//! # File Snapshot Store
//!
//! Persists an estimate as a `.est` JSON file with:
//! - **Atomic saves**: write to `.est.tmp`, fsync, rename over the target
//! - **File locking**: a `.est.lock` file held for the duration of a save,
//!   so two processes (or two people on a shared drive) cannot interleave
//! - **Version validation**: snapshots from a newer schema are refused
//!
//! ## Example
//!
//! ```rust,no_run
//! use estimate_core::persistence::{FileSnapshotStore, SnapshotStore};
//! use estimate_core::store::EstimateStore;
//! use estimate_core::settings::EstimatorSettings;
//!
//! let mut adapter = FileSnapshotStore::new("estimate.est", "sales@gryphon.example");
//! let mut store = EstimateStore::new(&EstimatorSettings::default());
//!
//! store.load_estimate(&adapter)?;
//! store.save_estimate(&mut adapter)?;
//! # Ok::<(), estimate_core::errors::EstimateError>(())
//! ```

use std::fs::{self, File, OpenOptions};
use std::io::{Read, Write};
use std::path::{Path, PathBuf};

use chrono::{DateTime, Duration, Utc};
use fs2::FileExt;
use serde::{Deserialize, Serialize};

use super::{EstimateSnapshot, SnapshotStore};
use crate::errors::{EstimateError, EstimateResult};

/// Lock files older than this are taken over whoever holds them
const STALE_LOCK_HOURS: i64 = 24;

/// Who is saving: the JSON body of a `.est.lock` file
#[derive(Debug, Clone, Serialize, Deserialize)]
struct LockHolder {
    user_id: String,
    machine: String,
    pid: u32,
    locked_at: DateTime<Utc>,
}

impl LockHolder {
    fn current(user_id: &str) -> Self {
        LockHolder {
            user_id: user_id.to_string(),
            machine: machine_name(),
            pid: std::process::id(),
            locked_at: Utc::now(),
        }
    }

    /// Over a day old, or left behind by a process that has exited on this machine.
    fn is_stale(&self) -> bool {
        if Utc::now() - self.locked_at > Duration::hours(STALE_LOCK_HOURS) {
            return true;
        }
        self.machine == machine_name() && !process_alive(self.pid)
    }
}

fn machine_name() -> String {
    ["HOSTNAME", "HOST", "COMPUTERNAME"]
        .iter()
        .find_map(|var| std::env::var(var).ok())
        .unwrap_or_else(|| "unknown".to_string())
}

#[cfg(target_os = "linux")]
fn process_alive(pid: u32) -> bool {
    Path::new("/proc").join(pid.to_string()).exists()
}

// No cheap liveness check here; only the age limit frees these locks.
#[cfg(not(target_os = "linux"))]
fn process_alive(_pid: u32) -> bool {
    true
}

/// The live holder recorded in `lock_path`. Missing, unreadable and stale
/// lock files all count as free.
fn live_holder(lock_path: &Path) -> Option<LockHolder> {
    let contents = fs::read_to_string(lock_path).ok()?;
    let holder: LockHolder = serde_json::from_str(&contents).ok()?;
    if holder.is_stale() {
        tracing::warn!(
            lock = %lock_path.display(),
            holder = %holder.user_id,
            locked_at = %holder.locked_at,
            "Taking over stale snapshot lock"
        );
        return None;
    }
    Some(holder)
}

/// Held for the duration of one save; removes the lock file on drop.
struct SaveLock {
    lock_path: PathBuf,
    _file: File,
}

impl SaveLock {
    fn acquire(snapshot_path: &Path, user_id: &str) -> EstimateResult<Self> {
        let lock_path = sibling_with_suffix(snapshot_path, "lock");
        let locked = |by: String, at: String| EstimateError::file_locked(snapshot_path.display().to_string(), by, at);

        if let Some(holder) = live_holder(&lock_path) {
            return Err(locked(
                format!("{} ({})", holder.user_id, holder.machine),
                holder.locked_at.to_rfc3339(),
            ));
        }

        let lock_error = |operation: &str, e: std::io::Error| {
            EstimateError::file_error(operation, lock_path.display().to_string(), e.to_string())
        };

        // Truncate only once the OS lock is ours, so a racing holder's record survives.
        let mut file = OpenOptions::new()
            .read(true)
            .write(true)
            .create(true)
            .truncate(false)
            .open(&lock_path)
            .map_err(|e| lock_error("create lock", e))?;
        file.try_lock_exclusive()
            .map_err(|_| locked("another process".to_string(), "unknown".to_string()))?;

        let record = serde_json::to_vec_pretty(&LockHolder::current(user_id))?;
        file.set_len(0).map_err(|e| lock_error("write lock", e))?;
        file.write_all(&record).map_err(|e| lock_error("write lock", e))?;
        file.sync_all().map_err(|e| lock_error("sync lock", e))?;

        Ok(SaveLock {
            lock_path,
            _file: file,
        })
    }
}

impl Drop for SaveLock {
    fn drop(&mut self) {
        let _ = fs::remove_file(&self.lock_path);
    }
}

/// `estimate.est` + `lock` -> `estimate.est.lock`
fn sibling_with_suffix(path: &Path, suffix: &str) -> PathBuf {
    let mut sibling = path.to_path_buf();
    let extension = sibling
        .extension()
        .map(|e| format!("{}.{}", e.to_string_lossy(), suffix))
        .unwrap_or_else(|| suffix.to_string());
    sibling.set_extension(extension);
    sibling
}

fn read_to_string(path: &Path, operation: &str) -> EstimateResult<String> {
    let mut file =
        File::open(path).map_err(|e| EstimateError::file_error(operation, path.display().to_string(), e.to_string()))?;
    let mut contents = String::new();
    file.read_to_string(&mut contents)
        .map_err(|e| EstimateError::file_error(operation, path.display().to_string(), e.to_string()))?;
    Ok(contents)
}

/// Write `contents` to `path` atomically: temp file, fsync, rename.
fn write_atomic(path: &Path, contents: &str) -> EstimateResult<()> {
    let tmp_path = sibling_with_suffix(path, "tmp");

    let mut tmp_file = File::create(&tmp_path)
        .map_err(|e| EstimateError::file_error("create temp file", tmp_path.display().to_string(), e.to_string()))?;

    tmp_file
        .write_all(contents.as_bytes())
        .map_err(|e| EstimateError::file_error("write temp file", tmp_path.display().to_string(), e.to_string()))?;

    tmp_file
        .sync_all()
        .map_err(|e| EstimateError::file_error("sync temp file", tmp_path.display().to_string(), e.to_string()))?;

    fs::rename(&tmp_path, path).map_err(|e| {
        let _ = fs::remove_file(&tmp_path);
        EstimateError::file_error("rename to final", path.display().to_string(), e.to_string())
    })
}

/// Snapshot adapter backed by a JSON file on disk.
#[derive(Debug, Clone)]
pub struct FileSnapshotStore {
    path: PathBuf,
    user_id: String,
}

impl FileSnapshotStore {
    /// # Arguments
    ///
    /// * `path` - Snapshot file (conventionally `*.est`)
    /// * `user_id` - Recorded in the lock file while saving
    pub fn new(path: impl Into<PathBuf>, user_id: impl Into<String>) -> Self {
        FileSnapshotStore {
            path: path.into(),
            user_id: user_id.into(),
        }
    }

    pub fn path(&self) -> &Path {
        &self.path
    }
}

impl SnapshotStore for FileSnapshotStore {
    fn load(&self) -> EstimateResult<Option<EstimateSnapshot>> {
        if !self.path.exists() {
            return Ok(None);
        }
        let contents = read_to_string(&self.path, "read")?;
        EstimateSnapshot::from_json(&contents).map(Some)
    }

    fn save(&mut self, snapshot: &EstimateSnapshot) -> EstimateResult<()> {
        let json = snapshot.to_json()?;
        let _lock = SaveLock::acquire(&self.path, &self.user_id)?;
        write_atomic(&self.path, &json)
    }
}
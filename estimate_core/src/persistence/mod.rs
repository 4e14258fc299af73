//! # Persistence
//!
//! Saving and restoring an estimate in progress.
//!
//! The store never writes on its own. Callers decide when to persist and
//! hand an adapter to [`EstimateStore::save_estimate`](crate::store::EstimateStore::save_estimate)
//! / [`load_estimate`](crate::store::EstimateStore::load_estimate).
//!
//! ## What is persisted
//!
//! An [`EstimateSnapshot`]: customer, building, accessories, door
//! positions, colors, concrete and contract. The wizard position and the
//! pricing breakdown are never stored; they are reset and recomputed on load.
//!
//! ## Adapters
//!
//! - [`FileSnapshotStore`] - JSON `.est` file with atomic writes and a lock file
//! - [`MemorySnapshotStore`] - in-memory slot for tests and embedding

#[cfg(not(target_arch = "wasm32"))]
pub mod file;
pub mod memory;

#[cfg(not(target_arch = "wasm32"))]
pub use file::FileSnapshotStore;
pub use memory::MemorySnapshotStore;

use chrono::{DateTime, Utc};
use semver::Version;
use serde::{Deserialize, Serialize};

use crate::errors::{EstimateError, EstimateResult};
use crate::model::{
    AccessoriesConfig, BuildingConfig, ColorConfig, ConcreteConfig, ContractConfig, CustomerInfo, DoorPositions,
};
use crate::patch::Validate;

/// Current schema version for snapshots
pub const SCHEMA_VERSION: &str = "0.1.0";

/// Durable storage for one estimate.
pub trait SnapshotStore {
    /// Read the stored snapshot. `Ok(None)` means nothing has been saved yet.
    fn load(&self) -> EstimateResult<Option<EstimateSnapshot>>;

    /// Replace the stored snapshot.
    fn save(&mut self, snapshot: &EstimateSnapshot) -> EstimateResult<()>;
}

/// Snapshot header.
#[derive(Debug, Clone, PartialEq, Serialize, Deserialize)]
pub struct SnapshotMeta {
    /// Schema version (for migration compatibility)
    pub version: String,
    pub saved_at: DateTime<Utc>,
}

impl SnapshotMeta {
    pub fn now() -> Self {
        SnapshotMeta {
            version: SCHEMA_VERSION.to_string(),
            saved_at: Utc::now(),
        }
    }
}

/// The persisted subset of an estimate.
#[derive(Debug, Clone, PartialEq, Serialize, Deserialize)]
pub struct EstimateSnapshot {
    pub meta: SnapshotMeta,
    pub customer: CustomerInfo,
    pub building: BuildingConfig,
    pub accessories: AccessoriesConfig,
    #[serde(default)]
    pub door_positions: DoorPositions,
    pub colors: ColorConfig,
    pub concrete: ConcreteConfig,
    pub contract: ContractConfig,
}

impl EstimateSnapshot {
    /// Serialize to pretty JSON
    pub fn to_json(&self) -> EstimateResult<String> {
        serde_json::to_string_pretty(self).map_err(|e| EstimateError::SerializationError {
            reason: e.to_string(),
        })
    }

    /// Parse JSON and check the schema version
    pub fn from_json(json: &str) -> EstimateResult<Self> {
        let snapshot: EstimateSnapshot = serde_json::from_str(json).map_err(|e| EstimateError::SerializationError {
            reason: format!("Invalid snapshot JSON: {}", e),
        })?;
        validate_version(&snapshot.meta.version)?;
        Ok(snapshot)
    }
}

/// A snapshot read from outside must describe a building the store could
/// have produced: allowed dimensions and an offered slab thickness.
/// Accessories are normalized on load rather than rejected.
impl Validate for EstimateSnapshot {
    fn validate(&self) -> EstimateResult<()> {
        self.building.validate()?;
        self.concrete.validate()
    }
}

/// Validate that a snapshot version is compatible with the current schema.
///
/// Major versions must match. While the schema is 0.x, a snapshot with a
/// newer minor version is rejected as well.
pub fn validate_version(file_version: &str) -> EstimateResult<()> {
    let mismatch = || EstimateError::VersionMismatch {
        file_version: file_version.to_string(),
        expected_version: SCHEMA_VERSION.to_string(),
    };

    let file = Version::parse(file_version).map_err(|_| mismatch())?;
    let current = Version::parse(SCHEMA_VERSION).map_err(|e| EstimateError::Internal {
        message: format!("Bad SCHEMA_VERSION: {}", e),
    })?;

    if file.major != current.major {
        return Err(mismatch());
    }
    if current.major == 0 && file.minor > current.minor {
        return Err(mismatch());
    }
    Ok(())
}
//! # Boundary Parsing
//!
//! The store's setters never fail. Anything arriving from outside (a form
//! post, an API call) is parsed and validated here first, so malformed
//! payloads are rejected before they can reach the store's merge logic.
//!
//! ## Example
//!
//! ```rust
//! use estimate_core::model::BuildingPatch;
//! use estimate_core::patch::parse_patch;
//!
//! let patch: BuildingPatch = parse_patch(r#"{"width": 30, "leg_type": "certified"}"#).unwrap();
//! assert!(patch.width.is_some());
//!
//! // Unknown fields and disallowed values are rejected
//! assert!(parse_patch::<BuildingPatch>(r#"{"wdth": 30}"#).is_err());
//! assert!(parse_patch::<BuildingPatch>(r#"{"width": 31}"#).is_err());
//! ```

use serde::de::DeserializeOwned;

use crate::errors::{EstimateError, EstimateResult};

/// Input that can check itself against the estimator's allowed values.
pub trait Validate {
    fn validate(&self) -> EstimateResult<()>;
}

/// Deserialize a JSON payload and validate it.
///
/// Patch types deny unknown fields, so a payload naming a field outside the
/// schema fails here with a `SerializationError`.
pub fn parse_patch<T>(json: &str) -> EstimateResult<T>
where
    T: DeserializeOwned + Validate,
{
    let value: T = serde_json::from_str(json).map_err(|e| EstimateError::SerializationError {
        reason: format!("Invalid payload: {}", e),
    })?;
    value.validate()?;
    Ok(value)
}
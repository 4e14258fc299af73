//! In-memory snapshot slot.
//!
//! Holds the snapshot as serialized JSON, so a save/load cycle goes through
//! the same encoding a durable store would.

use super::{EstimateSnapshot, SnapshotStore};
use crate::errors::EstimateResult;

#[derive(Debug, Clone, Default)]
pub struct MemorySnapshotStore {
    json: Option<String>,
}

impl MemorySnapshotStore {
    pub fn new() -> Self {
        MemorySnapshotStore::default()
    }

    /// Pre-seed the slot with raw JSON (e.g. from browser storage)
    pub fn with_json(json: impl Into<String>) -> Self {
        MemorySnapshotStore { json: Some(json.into()) }
    }

    /// Raw JSON currently held
    pub fn json(&self) -> Option<&str> {
        self.json.as_deref()
    }

    pub fn is_empty(&self) -> bool {
        self.json.is_none()
    }

    pub fn clear(&mut self) {
        self.json = None;
    }
}

impl SnapshotStore for MemorySnapshotStore {
    fn load(&self) -> EstimateResult<Option<EstimateSnapshot>> {
        self.json.as_deref().map(EstimateSnapshot::from_json).transpose()
    }

    fn save(&mut self, snapshot: &EstimateSnapshot) -> EstimateResult<()> {
        self.json = Some(snapshot.to_json()?);
        Ok(())
    }
}
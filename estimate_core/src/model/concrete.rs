//! Concrete foundation options.

use std::fmt;

use serde::{Deserialize, Serialize};

use crate::errors::{EstimateError, EstimateResult};
use crate::patch::Validate;
use crate::units::Inches;

/// Slab thicknesses offered (in)
pub const THICKNESS_OPTIONS: [u32; 3] = [4, 5, 6];

/// Foundation package.
#[derive(Debug, Clone, Copy, PartialEq, Eq, Hash, PartialOrd, Ord, Serialize, Deserialize, Default)]
#[serde(rename_all = "snake_case")]
pub enum ConcreteKind {
    /// Customer handles the foundation
    #[default]
    None,
    /// Piers under each leg.
    ///
    /// Priced per pier in practice, but the pier count is not modeled, so
    /// the reference rate table has no per-sq-ft rate for piers and they
    /// quote at $0. Deployments that sell piers should add a
    /// `concrete_per_sqft` entry in their settings or quote piers separately.
    Piers,
    /// Poured slab
    Slab,
    /// Slab with site prep, forms and finishing
    Turnkey,
}

impl ConcreteKind {
    pub const ALL: [ConcreteKind; 4] = [
        ConcreteKind::None,
        ConcreteKind::Piers,
        ConcreteKind::Slab,
        ConcreteKind::Turnkey,
    ];

    pub fn display_name(&self) -> &'static str {
        match self {
            ConcreteKind::None => "No Concrete",
            ConcreteKind::Piers => "Concrete Piers",
            ConcreteKind::Slab => "Concrete Slab",
            ConcreteKind::Turnkey => "Turnkey Slab",
        }
    }
}

impl fmt::Display for ConcreteKind {
    fn fmt(&self, f: &mut fmt::Formatter<'_>) -> fmt::Result {
        write!(f, "{}", self.display_name())
    }
}

#[derive(Debug, Clone, PartialEq, Eq, Serialize, Deserialize)]
pub struct ConcreteConfig {
    pub kind: ConcreteKind,
    /// Site already has a usable pad
    pub existing_pad: bool,
    pub thickness: Inches,
}

impl Default for ConcreteConfig {
    fn default() -> Self {
        ConcreteConfig {
            kind: ConcreteKind::None,
            existing_pad: false,
            thickness: Inches(4),
        }
    }
}

impl ConcreteConfig {
    pub fn apply(&mut self, patch: ConcretePatch) {
        if let Some(kind) = patch.kind {
            self.kind = kind;
        }
        if let Some(existing_pad) = patch.existing_pad {
            self.existing_pad = existing_pad;
        }
        if let Some(thickness) = patch.thickness {
            self.thickness = thickness;
        }
    }
}

/// Partial update for [`ConcreteConfig`].
#[derive(Debug, Clone, PartialEq, Eq, Default, Serialize, Deserialize)]
#[serde(default, deny_unknown_fields)]
pub struct ConcretePatch {
    pub kind: Option<ConcreteKind>,
    pub existing_pad: Option<bool>,
    pub thickness: Option<Inches>,
}

impl Validate for ConcretePatch {
    fn validate(&self) -> EstimateResult<()> {
        self.thickness.map_or(Ok(()), check_thickness)
    }
}

impl Validate for ConcreteConfig {
    fn validate(&self) -> EstimateResult<()> {
        check_thickness(self.thickness)
    }
}

fn check_thickness(thickness: Inches) -> EstimateResult<()> {
    if !THICKNESS_OPTIONS.contains(&thickness.0) {
        return Err(EstimateError::invalid_input(
            "thickness",
            thickness.0.to_string(),
            "Thickness must be 4, 5 or 6 inches",
        ));
    }
    Ok(())
}
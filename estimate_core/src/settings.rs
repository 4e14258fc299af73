//! # Estimator Settings
//!
//! Deployment-level configuration: the rate table, the default delivery
//! distance, where snapshots are stored, and the log filter the CLI installs.
//!
//! Settings are a JSON file. Every field is optional; anything missing
//! falls back to [`EstimatorSettings::default`].
//!
//! ```json
//! {
//!   "delivery_miles": 40,
//!   "storage_path": "estimates/current.est",
//!   "rates": { "labor_per_sqft": 3.75 }
//! }
//! ```

use std::fs;
use std::path::{Path, PathBuf};

use rust_decimal::Decimal;
use serde::{Deserialize, Serialize};

use crate::errors::{EstimateError, EstimateResult};
use crate::pricing::PricingRates;

/// Log filter used when `RUST_LOG` is not set
pub const DEFAULT_LOG_FILTER: &str = "info,estimate_core=debug";

#[derive(Debug, Clone, PartialEq, Serialize, Deserialize)]
#[serde(default)]
pub struct EstimatorSettings {
    pub rates: PricingRates,
    /// Distance from the plant to the build site (miles)
    pub delivery_miles: Decimal,
    /// Snapshot file; `None` disables persistence in the CLI
    pub storage_path: Option<PathBuf>,
    /// `tracing_subscriber::EnvFilter` directive string
    pub log_filter: String,
}

impl Default for EstimatorSettings {
    fn default() -> Self {
        EstimatorSettings {
            rates: PricingRates::default(),
            delivery_miles: Decimal::ZERO,
            storage_path: None,
            log_filter: DEFAULT_LOG_FILTER.to_string(),
        }
    }
}

impl EstimatorSettings {
    /// Parse settings JSON. Missing fields take their defaults.
    pub fn from_json(json: &str) -> EstimateResult<Self> {
        let settings: EstimatorSettings = serde_json::from_str(json).map_err(|e| EstimateError::SerializationError {
            reason: format!("Invalid settings: {}", e),
        })?;
        if settings.delivery_miles < Decimal::ZERO {
            return Err(EstimateError::invalid_input(
                "delivery_miles",
                settings.delivery_miles.to_string(),
                "Delivery distance cannot be negative",
            ));
        }
        Ok(settings)
    }
}

/// Load settings from a JSON file.
pub fn load_settings(path: &Path) -> EstimateResult<EstimatorSettings> {
    let contents = fs::read_to_string(path)
        .map_err(|e| EstimateError::file_error("read settings", path.display().to_string(), e.to_string()))?;
    EstimatorSettings::from_json(&contents)
}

-- -- --

Activity - Take each line of the material above that holds the string "ZERO" and copy it.

Task solution -
            delivery_miles: Decimal::ZERO,
        if settings.delivery_miles < Decimal::ZERO {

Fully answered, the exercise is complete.